Загорелый подпасок в старом дворянском картузе гнал по улице кучку темно-лиловых баранов, теснившихся друг на друга, мелко перебиравших ножками и поднимавших золотисто-розовую пыль. По тропинкам возле палисадников, среди засохшей глинистой грязи, шли бабы с подоткнутыми подолами и с коромыслами на плечах и низко кланялись поповой хате, не глядя на нее и виляя кострецами. А поп, тучный, лысый, сидел на лавочке возле палисадника, одной рукой разбирал большую енотовую бороду, а другой гладил ходившего по его плечу тощего котенка мышиного цвета.
— Здравствуйте, здравствуйте, Юрий Милославский! — благодушно сказал он. — Давненько не были.
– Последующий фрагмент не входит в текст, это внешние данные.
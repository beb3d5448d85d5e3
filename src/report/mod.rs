mod document;
pub mod fmt;
mod generate;
pub mod layout;
mod model;
mod store;
mod totals;
mod workbook;

pub use document::{compose_document, render_pdf_bytes};
pub use generate::{generate_reports, GeneratedReports};
pub use layout::{plan_table, PageGeometry, TablePlan};
pub use model::{LineItem, ReportHeader, Totals, Unit};
pub use store::{
    load_report, save_report, HeaderField, ItemField, ReportSnapshot, ReportStore,
};
pub use totals::compute_totals;
pub use workbook::{compose_workbook, render_xlsx_bytes, SHEET_NAME};
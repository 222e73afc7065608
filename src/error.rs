use thiserror::Error;

#[derive(Error, Debug, Clone, PartialEq)]
pub enum RecordsError {
  #[error("A bracket needs at least two teams (got {count}).")]
  InsufficientTeams { count: usize },

  #[error("Team \"{0}\" is already in the list.")]
  DuplicateTeam(String),

  #[error("Team name cannot be blank.")]
  BlankTeamName,

  #[error("Tournament name cannot be blank.")]
  BlankTournamentName,

  #[error("The bracket is already built; clear it before adding or removing teams.")]
  BracketBuilt,

  #[error("Team \"{0}\" not found.")]
  TeamNotFound(String),

  #[error("Match {0} not found.")]
  MatchNotFound(u64),

  #[error("Tournament {0} not found.")]
  TournamentNotFound(String),

  #[error("{0}")]
  Store(String),
}

impl RecordsError {
  pub fn is_not_found(&self) -> bool {
    matches!(
      self,
      RecordsError::TeamNotFound(_) | RecordsError::MatchNotFound(_) | RecordsError::TournamentNotFound(_)
    )
  }
}
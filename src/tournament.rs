use crate::bracket::{
  self, find_match_mut, Format, Match, Placements, Round, Seeding, Side, TeamStanding,
};
use crate::error::RecordsError;
use chrono::Utc;
use rand::Rng;
use serde::{Deserialize, Serialize};
use tracing::{debug, warn};

#[derive(Clone, Debug, PartialEq, Serialize, Deserialize)]
#[serde(rename_all = "camelCase")]
pub struct Tournament {
  pub id: String,
  pub name: String,
  #[serde(default)]
  pub teams: Vec<String>,
  #[serde(default)]
  pub rounds: Vec<Round>,
  #[serde(default)]
  pub format: Format,
  #[serde(default)]
  pub seeding: Seeding,
  #[serde(default)]
  pub created_at: String,
  #[serde(default)]
  pub updated_at: String,
}

impl Tournament {
  pub fn new(id: impl Into<String>, name: &str, format: Format, seeding: Seeding) -> Result<Self, RecordsError> {
    let name = name.trim();
    if name.is_empty() {
      return Err(RecordsError::BlankTournamentName);
    }
    let now = timestamp();
    Ok(Tournament {
      id: id.into(),
      name: name.to_string(),
      teams: Vec::new(),
      rounds: Vec::new(),
      format,
      seeding,
      created_at: now.clone(),
      updated_at: now,
    })
  }

  // ── Team list ──────────────────────────────────────────────────────────

  /// Membership is fixed once a bracket exists; `clear_bracket` unlocks it.
  pub fn add_team(&mut self, raw: &str) -> Result<(), RecordsError> {
    self.ensure_no_bracket()?;
    let name = normalize_team_name(raw)?;
    if self.teams.contains(&name) {
      return Err(RecordsError::DuplicateTeam(name));
    }
    self.teams.push(name);
    self.touch();
    Ok(())
  }

  pub fn remove_team(&mut self, raw: &str) -> Result<(), RecordsError> {
    self.ensure_no_bracket()?;
    let name = raw.trim();
    let index = self
      .teams
      .iter()
      .position(|team| team == name)
      .ok_or_else(|| RecordsError::TeamNotFound(name.to_string()))?;
    self.teams.remove(index);
    self.touch();
    Ok(())
  }

  /// Renames in place, keeping the team's seed position. A built bracket is
  /// renamed along with the list, so results carry over.
  pub fn rename_team(&mut self, current: &str, raw_new: &str) -> Result<(), RecordsError> {
    let current = current.trim();
    let new_name = normalize_team_name(raw_new)?;
    let index = self
      .teams
      .iter()
      .position(|team| team == current)
      .ok_or_else(|| RecordsError::TeamNotFound(current.to_string()))?;
    if new_name != current && self.teams.contains(&new_name) {
      return Err(RecordsError::DuplicateTeam(new_name));
    }
    for game in self.rounds.iter_mut().flat_map(|round| round.iter_mut()) {
      for slot in [&mut game.team_a, &mut game.team_b, &mut game.winner] {
        if slot.as_deref() == Some(current) {
          *slot = Some(new_name.clone());
        }
      }
    }
    self.teams[index] = new_name;
    self.touch();
    Ok(())
  }

  fn ensure_no_bracket(&self) -> Result<(), RecordsError> {
    if self.rounds.is_empty() {
      Ok(())
    } else {
      Err(RecordsError::BracketBuilt)
    }
  }

  // ── Bracket ────────────────────────────────────────────────────────────

  pub fn build_bracket(&mut self) -> Result<(), RecordsError> {
    self.build_bracket_with_rng(&mut rand::thread_rng())
  }

  /// Replaces every round with a freshly built bracket. Previously entered
  /// scores are discarded; on error the current rounds are left untouched.
  pub fn build_bracket_with_rng<R: Rng + ?Sized>(&mut self, rng: &mut R) -> Result<(), RecordsError> {
    if self.format == Format::Double {
      warn!(
        tournament = %self.id,
        "double elimination has no losers bracket yet; building the winners bracket only"
      );
    }
    let rounds = bracket::build_rounds(&self.teams, self.seeding, rng)?;
    self.rounds = rounds;
    self.touch();
    debug!(tournament = %self.id, rounds = self.rounds.len(), "bracket rebuilt");
    Ok(())
  }

  /// Drops the bracket and every score so the team list can change again.
  pub fn clear_bracket(&mut self) {
    self.rounds.clear();
    self.touch();
  }

  pub fn record_score(&mut self, match_id: u64, side: Side, value: Option<f64>) -> Result<(), RecordsError> {
    let game = find_match_mut(&mut self.rounds, match_id).ok_or(RecordsError::MatchNotFound(match_id))?;
    game.set_score(side, value.filter(|score| score.is_finite()));
    bracket::propagate(&mut self.rounds);
    self.touch();
    Ok(())
  }

  /// Same as `record_score` for raw form input; anything that is not a
  /// number counts as no score.
  pub fn record_score_input(&mut self, match_id: u64, side: Side, raw: &str) -> Result<(), RecordsError> {
    self.record_score(match_id, side, parse_score(raw))
  }

  pub fn find_match(&self, match_id: u64) -> Option<&Match> {
    bracket::find_match(&self.rounds, match_id)
  }

  pub fn round_label(&self, round_idx: usize) -> Option<String> {
    self.rounds.get(round_idx).map(|round| bracket::round_label(round.len()))
  }

  pub fn round_labels(&self) -> Vec<String> {
    self.rounds.iter().map(|round| bracket::round_label(round.len())).collect()
  }

  pub fn placements(&self) -> Placements {
    bracket::placements(&self.rounds)
  }

  pub fn team_states(&self) -> Vec<TeamStanding> {
    bracket::team_states(&self.teams, &self.rounds)
  }

  pub(crate) fn touch(&mut self) {
    self.updated_at = timestamp();
  }
}

pub fn normalize_team_name(raw: &str) -> Result<String, RecordsError> {
  let trimmed = raw.trim();
  if trimmed.is_empty() {
    return Err(RecordsError::BlankTeamName);
  }
  Ok(trimmed.to_string())
}

pub fn parse_score(raw: &str) -> Option<f64> {
  let trimmed = raw.trim();
  if trimmed.is_empty() {
    return None;
  }
  trimmed.parse::<f64>().ok().filter(|value| value.is_finite())
}

fn timestamp() -> String {
  Utc::now().to_rfc3339()
}

#[cfg(test)]
mod tests {
  use super::*;
  use crate::bracket::TeamState;
  use rand::{rngs::StdRng, SeedableRng};

  fn tournament_with(teams: &[&str]) -> Tournament {
    let mut tournament = Tournament::new("t-1", "Spring Dodgeball", Format::Single, Seeding::Input).unwrap();
    for team in teams {
      tournament.add_team(team).unwrap();
    }
    tournament
  }

  #[test]
  fn test_new_rejects_blank_name() {
    assert_eq!(
      Tournament::new("t-1", "   ", Format::Single, Seeding::Input),
      Err(RecordsError::BlankTournamentName)
    );
    let tournament = Tournament::new("t-1", " Class 3-2 ", Format::Single, Seeding::Input).unwrap();
    assert_eq!(tournament.name, "Class 3-2");
    assert!(tournament.teams.is_empty());
    assert!(tournament.rounds.is_empty());
  }

  #[test]
  fn test_team_list_rules() {
    let mut tournament = tournament_with(&["Red", "Blue"]);
    assert_eq!(tournament.add_team("  "), Err(RecordsError::BlankTeamName));
    assert_eq!(tournament.add_team(" Red "), Err(RecordsError::DuplicateTeam("Red".to_string())));
    assert_eq!(tournament.teams, vec!["Red".to_string(), "Blue".to_string()]);

    tournament.rename_team("Blue", "Green").unwrap();
    assert_eq!(tournament.rename_team("Green", "Red"), Err(RecordsError::DuplicateTeam("Red".to_string())));
    assert_eq!(tournament.rename_team("Green", ""), Err(RecordsError::BlankTeamName));
    tournament.rename_team("Green", "Green").unwrap();
    assert_eq!(tournament.teams, vec!["Red".to_string(), "Green".to_string()]);

    assert_eq!(tournament.remove_team("Yellow"), Err(RecordsError::TeamNotFound("Yellow".to_string())));
    tournament.remove_team("Red").unwrap();
    assert_eq!(tournament.teams, vec!["Green".to_string()]);
  }

  #[test]
  fn test_rename_after_build_carries_results() {
    let mut tournament = tournament_with(&["A", "B", "C", "D"]);
    tournament.build_bracket().unwrap();
    tournament.record_score(1, Side::A, Some(2.0)).unwrap();
    tournament.record_score(1, Side::B, Some(1.0)).unwrap();

    tournament.rename_team("D", "Dogs").unwrap();
    tournament.rename_team("A", "Aces").unwrap();
    let first = tournament.find_match(1).unwrap();
    assert_eq!(first.team_a.as_deref(), Some("Aces"));
    assert_eq!(first.team_b.as_deref(), Some("Dogs"));
    assert_eq!(first.winner.as_deref(), Some("Aces"));
    assert_eq!(tournament.find_match(3).unwrap().team_a.as_deref(), Some("Aces"));

    let dogs = tournament.team_states().into_iter().find(|s| s.team == "Dogs").unwrap();
    assert_eq!(dogs.state, TeamState::Eliminated);
    assert_eq!(dogs.eliminated_in_round, Some(0));

    tournament.record_score(1, Side::A, Some(0.0)).unwrap();
    assert_eq!(tournament.find_match(3).unwrap().team_a.as_deref(), Some("Dogs"));
  }

  #[test]
  fn test_membership_locked_while_bracket_exists() {
    let mut tournament = tournament_with(&["A", "B", "C"]);
    tournament.build_bracket().unwrap();
    assert_eq!(tournament.add_team("D"), Err(RecordsError::BracketBuilt));
    assert_eq!(tournament.remove_team("A"), Err(RecordsError::BracketBuilt));
    assert_eq!(tournament.teams.len(), 3);

    tournament.clear_bracket();
    assert!(tournament.rounds.is_empty());
    tournament.add_team("D").unwrap();
    tournament.remove_team("A").unwrap();
    tournament.build_bracket().unwrap();
    assert!(tournament.team_states().iter().all(|s| s.team != "A"));
  }

  #[test]
  fn test_failed_build_keeps_rounds() {
    let mut tournament = tournament_with(&["A", "B", "C", "D"]);
    tournament.build_bracket_with_rng(&mut StdRng::seed_from_u64(3)).unwrap();
    let before = tournament.rounds.clone();
    tournament.teams.truncate(1);
    assert_eq!(
      tournament.build_bracket_with_rng(&mut StdRng::seed_from_u64(3)),
      Err(RecordsError::InsufficientTeams { count: 1 })
    );
    assert_eq!(tournament.rounds, before);
  }

  #[test]
  fn test_rebuild_discards_scores() {
    let mut tournament = tournament_with(&["A", "B", "C", "D"]);
    tournament.build_bracket().unwrap();
    tournament.record_score(1, Side::A, Some(2.0)).unwrap();
    tournament.record_score(1, Side::B, Some(1.0)).unwrap();
    let played = tournament.rounds.clone();
    assert_eq!(tournament.rounds[1][0].team_a.as_deref(), Some("A"));

    tournament.build_bracket().unwrap();
    assert_ne!(tournament.rounds, played);
    assert!(tournament.rounds.iter().flatten().all(|game| game.score_a.is_none() && game.score_b.is_none()));
    assert_eq!(tournament.rounds[1][0].team_a, None);
  }

  #[test]
  fn test_record_score_input_flow() {
    let mut tournament = tournament_with(&["A", "B", "C", "D"]);
    tournament.build_bracket().unwrap();
    tournament.record_score_input(1, Side::A, "2").unwrap();
    tournament.record_score_input(1, Side::B, "1").unwrap();
    tournament.record_score_input(2, Side::A, "0").unwrap();
    tournament.record_score_input(2, Side::B, "3").unwrap();
    let final_match = tournament.find_match(3).unwrap();
    assert_eq!(final_match.team_a.as_deref(), Some("A"));
    assert_eq!(final_match.team_b.as_deref(), Some("C"));

    tournament.record_score_input(3, Side::A, "1").unwrap();
    tournament.record_score_input(3, Side::B, "4").unwrap();
    assert_eq!(tournament.placements().gold.as_deref(), Some("C"));
    assert_eq!(tournament.placements().silver.as_deref(), Some("A"));

    tournament.record_score_input(3, Side::B, "abc").unwrap();
    assert_eq!(tournament.find_match(3).unwrap().score_b, None);
    assert_eq!(tournament.placements(), Placements::default());

    assert_eq!(
      tournament.record_score_input(99, Side::A, "1"),
      Err(RecordsError::MatchNotFound(99))
    );
  }

  #[test]
  fn test_round_labels_follow_match_count() {
    let mut tournament = tournament_with(&["A", "B", "C", "D", "E", "F", "G", "H", "I"]);
    tournament.build_bracket().unwrap();
    assert_eq!(
      tournament.round_labels(),
      vec!["Round of 16", "Quarterfinal", "Semifinal", "Final"]
    );
    assert_eq!(tournament.round_label(3).as_deref(), Some("Final"));
    assert_eq!(tournament.round_label(4), None);
  }

  #[test]
  fn test_double_format_builds_winners_bracket() {
    let mut tournament = Tournament::new("t-2", "Relay", Format::Double, Seeding::Input).unwrap();
    for team in ["A", "B", "C"] {
      tournament.add_team(team).unwrap();
    }
    tournament.build_bracket().unwrap();
    assert_eq!(tournament.rounds.len(), 2);
    assert_eq!(tournament.format, Format::Double);
  }

  #[test]
  fn test_parse_score() {
    assert_eq!(parse_score(" 3 "), Some(3.0));
    assert_eq!(parse_score("2.5"), Some(2.5));
    assert_eq!(parse_score(""), None);
    assert_eq!(parse_score("two"), None);
    assert_eq!(parse_score("NaN"), None);
    assert_eq!(parse_score("inf"), None);
  }

  #[test]
  fn test_serializes_camel_case() {
    let mut tournament = tournament_with(&["A", "B"]);
    tournament.build_bracket().unwrap();
    let value = serde_json::to_value(&tournament).unwrap();
    assert_eq!(value["seeding"], "input");
    assert_eq!(value["rounds"][0][0]["teamA"], "A");
    assert_eq!(value["rounds"][0][0]["isBye"], false);
    let restored: Tournament = serde_json::from_value(value).unwrap();
    assert_eq!(restored, tournament);
  }
}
Небось весь земной шар смерили?
Землемер подсел на лавочку и, принужденно улыбаясь, небрежным тоном рассказал о своем видении — о том, какая «глупейшая» история приключилась с ним в дороге.
Но на о. Нифонта белая лошадь не произвела никакого впечатления.
— Бывает! — сказал он. — То ли еще бывает! Вон мои работники недавно жаловались: как только они в сарай, на боковую, так сейчас же козел за стеной: бя-я! А я и козлов-то сроду не водил… Слышали, как бычок-то подковал Ивана Павлова?
Землемер вспомнил однообразие зимних и летних дней в Долгом, вспомнил сон после обеда, Марью Яковлевну, выходящую после сна к чаю с желтым, смятым лицом, засиженным мухами… И, раздражаясь, сказал:
— А быка жалко, батюшка! Великолепный был бык! Бывало, бежит — земля дрожит… глаза огненной кровью налиты… Не нам чета…
— То есть как не нам чета? — удивленно спросил о. Нифонт, опуская руку, гладившую головастого котенка.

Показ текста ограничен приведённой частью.